TASK REQUIREMENTS:
Give the number of lines in the entries that contain "ProcessStream". State only the count.

THE DATA:
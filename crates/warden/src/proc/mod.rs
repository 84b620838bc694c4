//! The ext_proc gRPC surface: one bidirectional stream per HTTP request,
//! dispatched onto a per-stream `Session`.

use std::pin::Pin;
use std::sync::Arc;
use std::time::Duration;

use futures::Stream;
use protos::envoy::service::ext_proc::v3::external_processor_server::ExternalProcessor;
pub use protos::envoy::service::ext_proc::v3::external_processor_server::ExternalProcessorServer;
use protos::envoy::service::ext_proc::v3::{ProcessingRequest, ProcessingResponse};
use tokio::sync::mpsc;
use tokio_stream::wrappers::ReceiverStream;
use tonic::{Request, Response, Status, Streaming};
use tracing::debug;

use crate::http::{Headers, Metadata, RequestContext, ResponseContext};
use crate::pipeline::Pipeline;
use crate::pool::Pool;
use crate::store::SnapshotStore;
use crate::telemetry::metrics::Metrics;
use crate::telemetry::trc;

pub mod merge;
pub mod session;
pub mod wire;

use session::Session;

/// Freelists for the per-request context maps. Borrowed on stream start,
/// cleared and returned on stream close.
pub struct ContextPools {
	pub headers: Pool<Headers>,
	pub metadata: Pool<Metadata>,
}

impl ContextPools {
	pub fn new(cap: usize) -> Self {
		Self {
			headers: Pool::new(cap),
			metadata: Pool::new(cap),
		}
	}

	pub fn release_request(&self, ctx: RequestContext) {
		self.headers.put(ctx.headers);
		self.metadata.put(ctx.metadata);
	}

	pub fn release_response(&self, ctx: ResponseContext) {
		self.headers.put(ctx.request.headers);
		self.headers.put(ctx.headers);
		self.metadata.put(ctx.metadata);
	}
}

/// Everything shared across streams.
pub struct Engine {
	pub store: Arc<SnapshotStore>,
	pub pipeline: Pipeline,
	pub pools: ContextPools,
	pub metrics: Arc<Metrics>,
	pub tracer: Option<trc::Tracer>,
}

impl Engine {
	pub fn new(
		store: Arc<SnapshotStore>,
		policy_timeout: Duration,
		metrics: Arc<Metrics>,
		tracer: Option<trc::Tracer>,
	) -> Self {
		Self {
			store,
			pipeline: Pipeline::new(policy_timeout, metrics.clone()),
			pools: ContextPools::new(128),
			metrics,
			tracer,
		}
	}
}

pub struct ExtProcService {
	engine: Arc<Engine>,
}

impl ExtProcService {
	pub fn new(engine: Arc<Engine>) -> Self {
		Self { engine }
	}

	/// The tonic service wrapper the transport server mounts.
	pub fn into_server(self) -> ExternalProcessorServer<ExtProcService> {
		ExternalProcessorServer::new(self)
	}
}

#[tonic::async_trait]
impl ExternalProcessor for ExtProcService {
	type ProcessStream =
		Pin<Box<dyn Stream<Item = Result<ProcessingResponse, Status>> + Send + 'static>>;

	async fn process(
		&self,
		request: Request<Streaming<ProcessingRequest>>,
	) -> Result<Response<Self::ProcessStream>, Status> {
		let engine = self.engine.clone();
		engine.metrics.streams.inc();
		let mut inbound = request.into_inner();
		let (tx, rx) = mpsc::channel::<Result<ProcessingResponse, Status>>(16);
		tokio::spawn(async move {
			let mut session = Session::new(engine);
			loop {
				let msg = match inbound.message().await {
					Ok(Some(msg)) => msg,
					Ok(None) => break,
					Err(status) => {
						// Transport errors are scoped to this stream only.
						debug!("ext_proc stream error: {status}");
						break;
					},
				};
				if let Some(resp) = session.on_message(msg).await {
					if tx.send(Ok(resp)).await.is_err() {
						break;
					}
				}
				// After an immediate response the proxy gets nothing more.
				if session.is_complete() {
					break;
				}
			}
		});
		Ok(Response::new(Box::pin(ReceiverStream::new(rx))))
	}
}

COMPLETED EXERCISE:
2